Just when we thought today's youth couldn't be coddled anymore than they already are, this new practice in a California high school popped up proving that we haven't seen anything yet.
Laguna Hills High School, which is located in an upscale neighborhood, has reportedly removed all the mirrors from the girls' restroom. And, what did the school replace the mirrors with, you might ask? Signs of "positive affirmation."
Apparently, Laguna Hills made this switch after a member of the “Kindness Club” suggested the idea as a way to "encourage unity" amongst the student body.
The student, 17-year-old Sabrina Astle told ABC News that she "wanted to find a way to make a difference" which is why she "started making the posters in the first place." The signs were originally posted during the school's "What If Week" which intended to join students together through kindness and unity.

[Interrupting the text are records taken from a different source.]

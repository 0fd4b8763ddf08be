// Base64 утилиты

use base64::{engine::general_purpose, Engine};

pub fn encode(data: &[u8]) -> String {
    general_purpose::STANDARD.encode(data)
}

pub fn decode(data: &str) -> Result<Vec<u8>, String> {
    general_purpose::STANDARD
        .decode(data.trim())
        .map_err(|e| format!("Base64 decode failed: {}", e))
}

"Each day has a specific message. The message for Thursday, March 23, 2017, was 'What if we showed more love?'" Astle explained.
Although the original plan was to simply hang the posters to boost positivity amongst peers, the school later decided to also remove the restroom's mirrors to really drive the message across. And, according to the school's activities director, Chelsea Maxwell, the response to "What If Week" was so positive that the school has decided to leave the signs up indefinitely.
That's all good and dandy, but what's a teenage girl to do when she runs to the restroom to pick a piece of broccoli from her teeth only to be confronted with a sign proclaiming, "You are doing better than you think!" Not to mention, it appears that this arrangement does not apply to the boys' restroom - is that really fair to the girls?
While encouraging positivity and self-worth is undeniably important, was it really necessary for the school to completely take down the restroom mirrors altogether? Couldn't they just post the signs around them? If you ask us, the whole arrangement seems to be a bit of an overzealous move, and not very civil to the female student body.